SF State students and alumni receive blankets at the opening of the SF Giants game on Monday, April 29, 2019. (SYLVIE STURM/ Special to Golden Gate Xpress)

 

As the San Francisco Giants battled the Los Angeles Dodgers on Monday, April 29, a class of SF State students visited Oracle Park to celebrate ‘San Francisco State University Night’ at the ballpark.

“I’ve always wanted to learn about baseball and get into it,” said junior SF State marketing major and class enrollee Henry Huang. “This class gives me a golden opportunity to learn the rules and history of the game to determine if I truly enjoyed the sport.”

While some students joined the class to learn more about baseball, some joined it for professor Mark Sigmon.

“I took [Professor] Sigmon’s history class last semester,” said junior art major Samantha MacDonald. “He mentioned that he was going to be teaching the History of Baseball class this semester and I thought it would be fun class.”   MacDonald and many of her classmates had a unique opportunity to attend the ball game.

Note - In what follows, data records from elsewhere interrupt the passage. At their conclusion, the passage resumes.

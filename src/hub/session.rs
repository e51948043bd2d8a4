use serde::{Deserialize, Serialize};
use uuid::Uuid;

use folio_common::FieldId;

use super::HUB_SLUG;
use super::model::{self, HubData, HubUpdate, ModuleGroup, ProfileCard, QuickAction, split_display_name};
use crate::collection::{EditSession, OrderedEditableCollection};
use crate::errors::CollectionError;

/// The profile panel of the hub dashboard.
#[derive(Debug, Clone, PartialEq, Eq, Serialize, Deserialize)]
#[serde(rename_all = "camelCase")]
pub struct ProfileEdit {
    /// Display name, title included.
    pub name: String,
    /// Shown under the name; stored as the profession.
    pub title: String,
    pub description: String,
    pub avatar_url: String,
}

impl ProfileEdit {
    pub fn from_card(card: &ProfileCard) -> Self {
        Self {
            name: card.display_name(),
            title: card.profession.clone(),
            description: card.profile_intro.clone().unwrap_or_default(),
            avatar_url: card.profile_photo_url.clone(),
        }
    }

    /// Apply the attributes that differ from what `card` would show.
    pub fn apply(&self, card: &ProfileCard) -> ProfileCard {
        let shown = Self::from_card(card);
        let mut next = card.clone();
        if self.name != shown.name {
            (next.title, next.fullname) = split_display_name(&self.name);
        }
        if self.title != shown.title {
            next.profession = self.title.clone();
        }
        if self.description != shown.description {
            next.profile_intro = Some(self.description.clone());
        }
        if self.avatar_url != shown.avatar_url {
            next.profile_photo_url = self.avatar_url.clone();
        }
        next
    }
}

/// Pending hub edits. Each absent part is left as stored.
#[derive(Debug, Clone, PartialEq, Serialize, Deserialize)]
#[serde(rename_all = "camelCase")]
pub struct HubSession {
    #[serde(default = "Uuid::new_v4")]
    pub session_id: Uuid,
    #[serde(default, skip_serializing_if = "Option::is_none")]
    pub quick_actions: Option<EditSession<QuickAction>>,
    /// Section links without the emergency link.
    #[serde(default, skip_serializing_if = "Option::is_none")]
    pub modules: Option<EditSession<ModuleGroup>>,
    #[serde(default, skip_serializing_if = "Option::is_none")]
    pub emergency_enabled: Option<bool>,
    #[serde(default, skip_serializing_if = "Option::is_none")]
    pub profile: Option<ProfileEdit>,
}

impl HubSession {
    pub fn open(
        data: &HubData,
        quick_actions: &OrderedEditableCollection<QuickAction>,
        modules: &OrderedEditableCollection<ModuleGroup>,
    ) -> Self {
        let (regular, emergency) = data.split_emergency();
        Self {
            session_id: Uuid::new_v4(),
            quick_actions: Some(quick_actions.to_edit_session(&data.contact_icons)),
            modules: Some(modules.to_edit_session(&regular)),
            emergency_enabled: Some(emergency.is_none_or(|e| e.visible)),
            profile: Some(ProfileEdit::from_card(&data.profile)),
        }
    }

    /// Fold the session over `original`.
    ///
    /// Modules are renumbered `1..=N` in session order. The emergency link
    /// is appended after them with order `N + 1` and the session's toggle.
    pub fn fold(
        &self,
        original: &HubData,
        quick_actions: &OrderedEditableCollection<QuickAction>,
        modules: &OrderedEditableCollection<ModuleGroup>,
    ) -> Result<HubUpdate, CollectionError> {
        let contact_icons = self
            .quick_actions
            .as_ref()
            .map(|session| quick_actions.from_edit_session(&original.contact_icons, session))
            .transpose()?;

        let group_list = if self.modules.is_some() || self.emergency_enabled.is_some() {
            let (regular, emergency) = original.split_emergency();
            let mut groups = match &self.modules {
                Some(session) => modules.from_edit_session(&regular, session)?,
                None => regular,
            };
            if let Some(mut emergency) = emergency {
                emergency.visible = self.emergency_enabled.unwrap_or(emergency.visible);
                emergency.order = groups.iter().map(|g| g.order).max().unwrap_or(0) + 1;
                groups.push(emergency);
            }
            Some(groups)
        } else {
            None
        };

        Ok(HubUpdate {
            profile: self.profile.as_ref().map(|edit| edit.apply(&original.profile)),
            contact_icons,
            group_list,
        })
    }
}

#[derive(Debug, Clone, PartialEq, Serialize)]
#[serde(rename_all = "camelCase")]
pub struct QuickActionTile {
    pub id: FieldId,
    pub label: String,
    pub description: String,
    pub icon: String,
    pub icon_bg_color: &'static str,
    pub icon_color: String,
    pub enabled: bool,
}

#[derive(Debug, Clone, PartialEq, Serialize)]
#[serde(rename_all = "camelCase")]
pub struct ModuleTile {
    pub id: FieldId,
    pub label: String,
    pub description: String,
    pub icon: String,
    pub icon_color: String,
    pub enabled: bool,
}

#[derive(Debug, Clone, Copy, PartialEq, Eq, Serialize)]
pub struct EmergencyToggle {
    pub enabled: bool,
}

/// What the hub dashboard renders.
#[derive(Debug, Clone, Serialize)]
#[serde(rename_all = "camelCase")]
pub struct HubSnapshot {
    #[serde(rename = "accountID")]
    pub account_id: i64,
    pub group: &'static str,
    pub profile: ProfileEdit,
    pub quick_actions: Vec<QuickActionTile>,
    pub modules: Vec<ModuleTile>,
    pub emergency: EmergencyToggle,
    pub session: HubSession,
}

impl HubSnapshot {
    pub fn new(data: &HubData, session: HubSession) -> Self {
        let quick_actions = session
            .quick_actions
            .as_ref()
            .map(|s| s.current())
            .unwrap_or_default()
            .into_iter()
            .map(|field| {
                let tile = model::QUICK_ACTION_TILES.lookup(&field.payload.field);
                let (_, icon) = model::resolve_icon(&field.payload.icon, tile.icon);
                QuickActionTile {
                    id: field.id,
                    label: field.payload.label,
                    description: field.description,
                    icon,
                    icon_bg_color: tile.icon_bg_color,
                    icon_color: field.payload.icon_color.unwrap_or_else(|| tile.icon_color.to_string()),
                    enabled: field.enabled,
                }
            })
            .collect();

        let fallback = model::MODULES.fallback();
        let modules = session
            .modules
            .as_ref()
            .map(|s| s.current())
            .unwrap_or_default()
            .into_iter()
            .map(|field| ModuleTile {
                id: field.id,
                label: field.payload.label,
                description: field.description,
                icon: field.payload.icon.unwrap_or_else(|| fallback.icon.to_string()),
                icon_color: field.payload.icon_color.unwrap_or_else(|| fallback.icon_color.to_string()),
                enabled: field.enabled,
            })
            .collect();

        Self {
            account_id: data.account.account_id,
            group: HUB_SLUG,
            profile: session
                .profile
                .clone()
                .unwrap_or_else(|| ProfileEdit::from_card(&data.profile)),
            quick_actions,
            modules,
            emergency: EmergencyToggle {
                enabled: session.emergency_enabled.unwrap_or(true),
            },
            session,
        }
    }
}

The students paid just $16 for the game tickets.

Despite being sold out this time around, $16 is still more than the deal Sigmon had before AT&T Park was renamed Oracle Park. Before this year, Sigmon’s classes could

attend one Giants ball game a season, for free.

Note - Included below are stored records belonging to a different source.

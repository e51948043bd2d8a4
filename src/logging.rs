//! Tracing subscriber setup.
//!
//! `RUST_LOG` wins when set. Otherwise the level is `info`, or `debug` with
//! `--verbose`. Logs go to stderr so command output on stdout stays parseable.

use tracing_subscriber::EnvFilter;
use tracing_subscriber::layer::SubscriberExt;
use tracing_subscriber::util::SubscriberInitExt;

fn default_directive(verbose: bool) -> &'static str {
    if verbose { "folio=debug,info" } else { "info" }
}

pub fn env_filter(verbose: bool) -> EnvFilter {
    EnvFilter::try_from_default_env().unwrap_or_else(|_| EnvFilter::new(default_directive(verbose)))
}

/// Install the global subscriber. Calling it twice is harmless; the second
/// call is ignored.
pub fn init_tracing(verbose: bool, json: bool) {
    let filter = env_filter(verbose);
    let result = if json {
        tracing_subscriber::registry()
            .with(filter)
            .with(tracing_subscriber::fmt::layer().json().with_writer(std::io::stderr))
            .try_init()
    } else {
        tracing_subscriber::registry()
            .with(filter)
            .with(tracing_subscriber::fmt::layer().with_writer(std::io::stderr).with_target(false))
            .try_init()
    };
    if result.is_err() {
        tracing::debug!("tracing subscriber already installed");
    }
}

#[cfg(test)]
mod tests {
    use super::*;

    #[test]
    fn test_default_directive() {
        assert_eq!(default_directive(false), "info");
        assert!(default_directive(true).contains("folio=debug"));
    }

    #[test]
    fn test_init_twice_does_not_panic() {
        init_tracing(false, false);
        init_tracing(true, true);
    }
}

A reporter and photographer from the San Francisco Chronicle covered a story on the class six years ago when the class was revived by Sigmon. What started the years of free Giants tickets for the class was a picture of a fingerless glove on a student, according to Sigmon.

“The glove had a big San Francisco Giants logo, but also AT&T,” he said. “The woman in charge of that promotion, Denise Ebright. She saw that on the front page of the Chronicle, and she got in touch with me and was able to get us free tickets to one game a year.”

Oracle Corporation agreed to a 20-year naming rights deal in early January 2019 and with that, the ticket deal was off. However, the park has held a “San Francisco State Night” promotion for five years now.

Over the couple of years, Sigmon’s History of Baseball class has continued its tradition of live spring ball games. Sigmon looks to continue this tradition, but his is aware that some students can’t afford the ticket price.

“Next year, I am going to see if I can get some funding,” Sigmon said.

After all, a class about baseball should let its students experience the crowds screaming and bats cracking on contact.

 

Correction: In the Tuesday, April 30, 2019 (Vol. 109, Issue 13) print issue and previous online version the photographer was referred to as Sylvie Sturum.  The correct spelling is Sylvie Sturm. Xpress regrets this error. (Wednesday, May 1, 2019/ 9:35 a.m.)